We decided that because my surgery fell on Easter week, that from a practical point of view, they would be better off staying with their Nanna in Cumbria whilst I had the surgery. This suited us down to the ground as they couldn't visit me anyway (A Neurosurgical ward is not the place for small children for many reasons) and my wife would have the added complication of balancing visiting times with who could look after them at the time. It simply was not fair on them to bounce them around all over the place at meal times and bed time. Anyway, I was scheduled to be in for between 7 to 10 days, so we planned for the worst.
They were non the wiser, and my wife had a little more freedom.

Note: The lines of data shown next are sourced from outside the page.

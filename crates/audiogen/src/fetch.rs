//! Result fetcher: pulls generated audio bytes from a URL.

use crate::error::{Error, Result};
use bytes::Bytes;
use reqwest::StatusCode;
use std::time::Duration;

const FETCH_TIMEOUT: Duration = Duration::from_secs(120);

#[derive(Clone)]
pub struct Fetcher {
    client: reqwest::Client,
}

impl Fetcher {
    pub fn new() -> Result<Self> {
        let client = reqwest::Client::builder()
            .timeout(FETCH_TIMEOUT)
            .user_agent(concat!("audiogen/", env!("CARGO_PKG_VERSION")))
            .build()?;
        Ok(Self { client })
    }

    pub fn with_client(client: reqwest::Client) -> Self {
        Self { client }
    }

    /// Download the whole body. Anything but `200 OK` is a failure, and the
    /// body is fully read before it is handed back.
    #[tracing::instrument(name = "fetch", skip(self))]
    pub async fn fetch(&self, url: &str) -> Result<Bytes> {
        let resp = self.client.get(url).send().await?;
        let status = resp.status();
        if status != StatusCode::OK {
            tracing::warn!(status = status.as_u16(), "Download rejected");
            return Err(Error::Download {
                status: status.as_u16(),
                url: url.to_string(),
            });
        }

        let body = resp.bytes().await?;
        tracing::debug!(bytes = body.len(), "Downloaded audio");
        Ok(body)
    }
}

I ended up coming out after 7 days post op, so it was just in time for them to come back, and it meant that I was not going to miss my son's Birthday, which I was more concerned about. So I was looking forward to the early release. Well, the best laid plans of mice and men are never straight forward, and it was decided that the kids would not come home until the day after I got home. My wife was at work, and I couldn't manage to look after them on my own on my first day out. So I did miss my lad's birthday after all.
When they arrived home, I was so glad to see them, and it was all I could do not to give them a big hug and a squeeze. They usually gave me one back you see, and at that point, as tender as I was feeling, I didn't think that it would be a great idea. I had kept the dressing on whilst I explained it to them.
I did not really think that they would understand that Daddy has just had a Foramen Magnum Decompression procedure to alleviate the symptoms of Arnold Chiari Malformation and Syringomyelia and that they had to cut away part of my skull to ensure the proper flow of Cerebrospinal fluid. The same fluid that had been trapped inside my skull (and spine) as there was nowhere for it to go because the Cerebellar Tonsils that belong to my brain had herniated beyond the base of my skull and blocked the usual hole. Hard enough to spell correctly without spell check, never mind explain it to young children whilst keeping their interest.
Instead, I told them that daddy had fallen off his bike, and that he had been to hospital to get it fixed. I had a big sore on the back of my neck, and they weren't to touch it or play rough with me for the time being. Well, kids being kids, they wanted to see it. Nervously I peeled back the very clean and well healed wound - they were not fazed one bit! In fact they wanted to stroke it and kiss it to make it better. I have never been so proud of my 2 kids than I was at that moment.
They both gave me a gentle hug and ran off to play with the toys that they had missed whilst they were away.
To this day, they still ask me if my neck is ok, and tell me to be more careful on my bike! They also do generally remember not to be too rough. Although my son did forget on two occasions and he was worried that he had hurt his daddy by hugging him too tightly. (yes, it is that tender initially that the arm of a 3 year old can knock you down)
Aren't kids brilliant? They are innocent, practical, understanding, loving, forgiving and take everything at face value. We don't really give them enough credit. I never regretted being (fairly) straight with them from the start.
Saying that, all kids will react slightly differently, and often at different times react in a different way to that they did 5 minutes ago. This is just an example of my own experience but one that I will never forget and love them for for the rest of my life.
Of course when they get older I will explain the whole thing to them - if they are at all interested that is.
The thing that I am most scared about, is of we have to re-live the whole thing again but this time with one or both of them involved on a more personal basis. Hereditary risk scares me senseless, but at least we are pre-warned and can act more quickly and have the benefit of total awareness about the condition.
Other links:
Government Online Petition to raise awareness. Please take a few minutes to help by signing this?
Are all Chiari Patients the same?
So what is Chiari Malformation?

Further down the line, I just want to give you all an small update.
My kids have proven to take what we all went through when I had my surgery really well. They, as most kids do, have taken it well, on face value and seem to have had no ill effects from it.
They have long forgotten why and how, and now just refer to it as "when I was in hospital getting my neck fixed".
I think kids are great and handle it sometimes far better than us adults do.